Initially, doctors were concerned that people with asthma would be at greater risk for severe symptoms due to the disease’s respiratory component. But that did not turn out to be the case, even though the disease spreads from one person to another through respiratory droplets. Another surprising finding was that in comparison with the heart, brain, lungs, and liver, the kidneys were less affected by blood clots. Researchers think that may be because the ACE2 receptor—to which the SARS-CoV-2 virus attaches in order to enter the cell—is less prevalent in the kidney’s network of blood vessels.

“In reality, it’s the patients who have heart disease who seem to be at greater risk,” for severe outcomes, says Dr. Fowkes. “Diabetes accelerates vascular disease with plaque located in blood vessels throughout the body. So that if you have pre-existing damage to blood vessels you would be at greater risk. Heart disease is similar. If you have hypertension you see damage to tissues that surround the blood vessels and to the blood vessels themselves.”

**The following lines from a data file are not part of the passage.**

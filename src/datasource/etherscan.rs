use async_trait::async_trait;
use reqwest::{Client, StatusCode};
use serde_json::Value;

use crate::config::EtherscanConfig;
use crate::datasource::http::RetryingClient;
use crate::datasource::{GasOracle, OracleResponse};
use crate::error::AppResult;

/// Etherscan gas tracker. Each call is a single request; a failed status is
/// reported back rather than retried.
#[derive(Clone)]
pub struct EtherscanGasOracle {
    client: Client,
    api_url: String,
    api_key: String,
}

impl EtherscanGasOracle {
    pub fn new(config: &EtherscanConfig) -> Self {
        Self {
            client: Client::new(),
            api_url: config.api_url.clone(),
            api_key: config.api_key.clone(),
        }
    }
}

#[async_trait]
impl GasOracle for EtherscanGasOracle {
    async fn fetch_gas_oracle(&self) -> AppResult<OracleResponse> {
        let url = RetryingClient::build_url(
            &self.api_url,
            &[
                ("module", Some("gastracker".to_string())),
                ("action", Some("gasoracle".to_string())),
                ("apikey", Some(self.api_key.clone())),
            ],
        )?;

        let response = self.client.get(url).send().await?;
        let status = response.status();
        if status != StatusCode::OK {
            return Ok(OracleResponse::Failed(status));
        }

        let body: Value = response.json().await?;
        Ok(OracleResponse::Success(body))
    }
}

Adam Bernheim, MD, Assistant Professor of Diagnostic, Molecular and Interventional Radiology at the Icahn School of Medicine at Mount Sinai, was one of the first U.S. radiologists to review the lung CT scans of COVID-19 patients from China. Since early March, he says, doctors have begun to understand the breadth of injuries that COVID-19 inflicts on the body and its relentlessness in doing so.

“The patterns of injury to the body run the spectrum from blood clots and pulmonary embolisms to pneumonia and abdominal issues,” he says. Some patients, including those in their 20s and 30s, take months to heal and others develop permanent scarring in their lungs. With many diseases he says, the body takes a big hit and then is able to repair itself. But COVID-19 can “cause continuous injury to the lungs over weeks. It just keeps hitting and hitting.”

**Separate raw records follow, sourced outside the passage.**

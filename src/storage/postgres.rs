use async_trait::async_trait;
use chrono::{DateTime, Utc};
use sqlx::postgres::{PgConnectOptions, PgPool, PgPoolOptions};
use std::time::Duration;

use crate::config::DatabaseConfig;
use crate::error::AppResult;
use crate::models::{Event, EventTable, GasPrice};
use crate::storage::RelationalStore;

const GAS_PRICE_SCHEMA: &str = r#"
CREATE TABLE IF NOT EXISTS gas_price (
    id              BIGSERIAL PRIMARY KEY,
    gas_timestamp   TIMESTAMPTZ NOT NULL DEFAULT NOW(),
    last_block      BIGINT NOT NULL,
    safe_gas        NUMERIC NOT NULL,
    norm_gas        NUMERIC NOT NULL,
    fast_gas        NUMERIC NOT NULL,
    base_fee        NUMERIC NOT NULL,
    gas_used_ratio  TEXT NOT NULL
)
"#;

/// Postgres store. The pool connects lazily on first use and is shared by all
/// jobs.
#[derive(Clone)]
pub struct PostgresStore {
    pool: PgPool,
}

impl PostgresStore {
    pub fn connect_lazy(cfg: &DatabaseConfig) -> Self {
        let options = PgConnectOptions::new()
            .host(&cfg.host)
            .port(cfg.port)
            .username(&cfg.user)
            .password(&cfg.password)
            .database(&cfg.dbname);

        let pool = PgPoolOptions::new()
            .max_connections(2)
            .acquire_timeout(Duration::from_secs(30))
            .connect_lazy_with(options);

        Self { pool }
    }

    /// Creates the gas table and one table per followed contract.
    pub async fn ensure_schema(&self, tables: &[EventTable]) -> AppResult<()> {
        sqlx::query(GAS_PRICE_SCHEMA).execute(&self.pool).await?;

        for table in tables {
            let ddl = format!(
                r#"
                CREATE TABLE IF NOT EXISTS {table} (
                    id              BIGSERIAL PRIMARY KEY,
                    event_id        BIGINT NOT NULL UNIQUE,
                    asset_id        TEXT NOT NULL,
                    asset_name      TEXT,
                    asset_contract  TEXT NOT NULL,
                    event_type      TEXT NOT NULL,
                    event_timestamp TIMESTAMPTZ NOT NULL,
                    starting_price  NUMERIC,
                    listing_time    TIMESTAMPTZ,
                    listing_end     TIMESTAMPTZ,
                    bid_amount      NUMERIC,
                    total_price     NUMERIC
                )
                "#,
                table = table.as_str()
            );
            sqlx::query(&ddl).execute(&self.pool).await?;
        }

        Ok(())
    }
}

#[async_trait]
impl RelationalStore for PostgresStore {
    async fn insert_gas_price(&self, price: &GasPrice) -> AppResult<i64> {
        let id: i64 = sqlx::query_scalar(
            "INSERT INTO gas_price (gas_timestamp, last_block, safe_gas, norm_gas, fast_gas, base_fee, gas_used_ratio) \
             VALUES (NOW(), $1, $2, $3, $4, $5, $6) RETURNING id",
        )
        .bind(price.last_block)
        .bind(&price.safe_gas)
        .bind(&price.norm_gas)
        .bind(&price.fast_gas)
        .bind(&price.base_fee)
        .bind(&price.gas_used_ratio)
        .fetch_one(&self.pool)
        .await?;

        Ok(id)
    }

    async fn insert_event(&self, table: &EventTable, event: &Event) -> AppResult<i64> {
        // Table names cannot be bound; EventTable only holds validated addresses.
        let sql = format!(
            "INSERT INTO {} (event_id, asset_id, asset_name, asset_contract, event_type, event_timestamp, \
             starting_price, listing_time, listing_end, bid_amount, total_price) \
             VALUES ($1, $2, $3, $4, $5, $6, $7, $8, $9, $10, $11) RETURNING id",
            table.as_str()
        );

        let id: i64 = sqlx::query_scalar(&sql)
            .bind(event.event_id)
            .bind(&event.asset_id)
            .bind(&event.asset_name)
            .bind(&event.asset_contract)
            .bind(&event.event_type)
            .bind(event.event_timestamp)
            .bind(&event.starting_price)
            .bind(event.listing_time)
            .bind(event.listing_end())
            .bind(&event.bid_amount)
            .bind(&event.total_price)
            .fetch_one(&self.pool)
            .await?;

        Ok(id)
    }

    async fn latest_event_timestamp(&self, table: &EventTable) -> AppResult<Option<DateTime<Utc>>> {
        let sql = format!(
            "SELECT event_timestamp FROM {} ORDER BY event_timestamp DESC LIMIT 1",
            table.as_str()
        );
        let latest: Option<DateTime<Utc>> = sqlx::query_scalar(&sql)
            .fetch_optional(&self.pool)
            .await?;

        Ok(latest)
    }
}
pub mod task;

use async_trait::async_trait;

use crate::error::AppResult;

pub use task::{PeriodicTask, TaskState};

/// A unit of work driven by a [`PeriodicTask`].
///
/// An error returned from `execute` fails only the current tick; the task
/// keeps its schedule.
#[async_trait]
pub trait Job: Send + Sync {
    async fn execute(&self) -> AppResult<()>;
}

David L. Reich, MD, President of The Mount Sinai Hospital and Mount Sinai Queens says the last three months illustrated how well the Mount Sinai Health System functioned in ensuring that patients in each of the seven Health System hospitals treating COVID-19 patients received the life-saving care they needed. In addition, he says, “The Icahn School of Medicine, with its top scientists, was completely in lockstep with the largest health system in New York City. We were able to do things together that we never would have been able to do separately. And because of that, we were able to change the course of therapeutics for this disease, as well.”

The Mount Sinai Health System has had the largest worldwide experience with convalescent plasma therapy and was the first to demonstrate its benefit in this disease, he says.  Additionally, Mount Sinai instituted a policy to administer anticoagulant treatment, which has also been beneficial. Through its clinical trials infrastructure, Mount Sinai had early access to the antiviral drug remdesivir, the anti-inflammatory drug sarilumab, and allogeneic stem cell therapy.

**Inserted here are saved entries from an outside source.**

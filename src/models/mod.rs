pub mod amount;
pub mod event;
pub mod gas;

pub use event::{Event, EventTable};
pub use gas::GasPrice;

use chrono::{DateTime, NaiveDateTime, Utc};

use crate::error::{AppError, AppResult};

/// Parses the naive ISO timestamps the marketplace API emits
/// (`2021-10-05T03:25:00` with optional fractional seconds) as UTC. RFC 3339
/// strings with an explicit offset are accepted as well.
pub fn parse_timestamp(raw: &str) -> AppResult<DateTime<Utc>> {
    if let Ok(naive) = NaiveDateTime::parse_from_str(raw, "%Y-%m-%dT%H:%M:%S%.f") {
        return Ok(naive.and_utc());
    }
    DateTime::parse_from_rfc3339(raw)
        .map(|dt| dt.with_timezone(&Utc))
        .map_err(|_| AppError::InvalidArgument(format!("not a timestamp: {}", raw)))
}

#[cfg(test)]
mod tests {
    use super::*;
    use chrono::TimeZone;

    #[test]
    fn parses_naive_and_offset_timestamps() {
        let expected = Utc.with_ymd_and_hms(2021, 10, 5, 3, 25, 0).unwrap();
        assert_eq!(parse_timestamp("2021-10-05T03:25:00").unwrap(), expected);
        assert_eq!(parse_timestamp("2021-10-05T05:25:00+02:00").unwrap(), expected);
        assert_eq!(
            parse_timestamp("2021-10-05T03:25:00.250000").unwrap(),
            expected + chrono::Duration::milliseconds(250)
        );
        assert!(matches!(
            parse_timestamp("yesterday"),
            Err(AppError::InvalidArgument(_))
        ));
    }
}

During the height of the pandemic, as other health systems “were doing their best to provide some level of care while not being overwhelmed, Mount Sinai was innovating,” says Dr. Reich. “Mount Sinai was applying science and showing improved outcomes with therapeutic innovations in a way that demonstrated we are one of the best institutions in the world, especially with regard to COVID-19 care.”